King Princess - Hold On Baby Music Album Reviews

King Princess - Hold On Baby Music Album Reviews
Exploring the tensions of a long-term relationship, the pop artist’s second album is the work of a keen-eared musician coming into their own as a producer and stylist.

Cheap Queen, the debut album by King Princess, played like one of those summer nights that stretches on forever. Across a series of louche, Mellotron-heavy ballads, the New York songwriter and producer born Mikaela Strauss sang about shooting the shit with friends and exchanging furtive glances with girls across crowded parties, each scene rendered with the insouciant, reflexive cool of an Eve Babitz story. It was a debut whose supreme confidence belied the fact that Strauss first became famous after their Patricia Highsmith-referencing debut single “1950” went viral in early 2018. Where so many musicians react to virality with hesitance—quickly shifting gears or denouncing their early work—Strauss delivered on her early promise with the grace and mien of a star.

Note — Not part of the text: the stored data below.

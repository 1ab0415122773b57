use crate::components::protected_route::ProtectedRoute;
use crate::session::SessionProvider;
use log::{debug, info};
use wasm_bindgen::prelude::*;
use wasm_bindgen::JsValue;
use yew::prelude::*;
use yew_router::prelude::*;

pub mod components;
pub mod session;
pub mod pages {
    pub mod analytics;
    pub mod dashboard;
    pub mod login;
    pub mod not_found;
}

use pages::{analytics::Analytics, dashboard::Dashboard, login::Login, not_found::NotFound};

#[cfg(all(test, target_arch = "wasm32"))]
pub mod testing;

#[derive(Clone, Routable, PartialEq, Debug)]
pub enum Route {
    #[at("/")]
    Dashboard,
    #[at("/login")]
    Login,
    #[at("/analytics")]
    Analytics,
    #[not_found]
    #[at("/404")]
    NotFound,
}

#[function_component(App)]
fn app() -> Html {
    debug!("App component rendering");
    html! {
        <SessionProvider>
            <BrowserRouter>
                <main class="flex-1">
                    <Switch<Route> render={switch} />
                </main>
            </BrowserRouter>
        </SessionProvider>
    }
}

fn switch(routes: Route) -> Html {
    debug!("Route switch: {:?}", routes);
    match routes {
        Route::Dashboard => {
            debug!("Rendering Dashboard component (protected)");
            html! {
                <ProtectedRoute>
                    <Dashboard />
                </ProtectedRoute>
            }
        }
        Route::Login => {
            debug!("Rendering Login component");
            html! { <Login /> }
        }
        Route::Analytics => {
            debug!("Rendering Analytics component (protected)");
            html! {
                <ProtectedRoute>
                    <Analytics />
                </ProtectedRoute>
            }
        }
        Route::NotFound => {
            debug!("Rendering 404 Not Found");
            html! { <NotFound /> }
        }
    }
}

#[wasm_bindgen]
pub async fn run_app() -> Result<(), JsValue> {
    info!("Initializing application...");

    // Initialize logging
    wasm_logger::init(wasm_logger::Config::new(log::Level::Debug));
    info!("Logger initialized");

    // Set up panic hook
    console_error_panic_hook::set_once();
    info!("Panic hook set");

    // Mount the app
    info!("Mounting application to #app");
    yew::Renderer::<App>::new().render();
    info!("Application mounted");

    Ok(())
}

// Entry point for Trunk
#[wasm_bindgen(start)]
pub fn start() -> Result<(), JsValue> {
    wasm_bindgen_futures::spawn_local(async {
        run_app().await.expect("Failed to run app");
    });
    Ok(())
}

Like Cheap Queen, Strauss’ second record Hold On Baby is urbane and self-possessed, the work of a keen-eared musician coming into their own as a producer and stylist. She sounds even more like herself: More flexible as a vocalist, more cutting as a lyricist, more confident in her own power to bridge gaps between disparate styles. If Cheap Queen’s palette was ambiguously vintage—all old-school soul flourishes, redone as to slot in easily somewhere between Troye Sivan and Lorde—Hold On Baby firmly positions Strauss as someone who came of age in the 2010s, when indie rock was hitting its mainstream peak.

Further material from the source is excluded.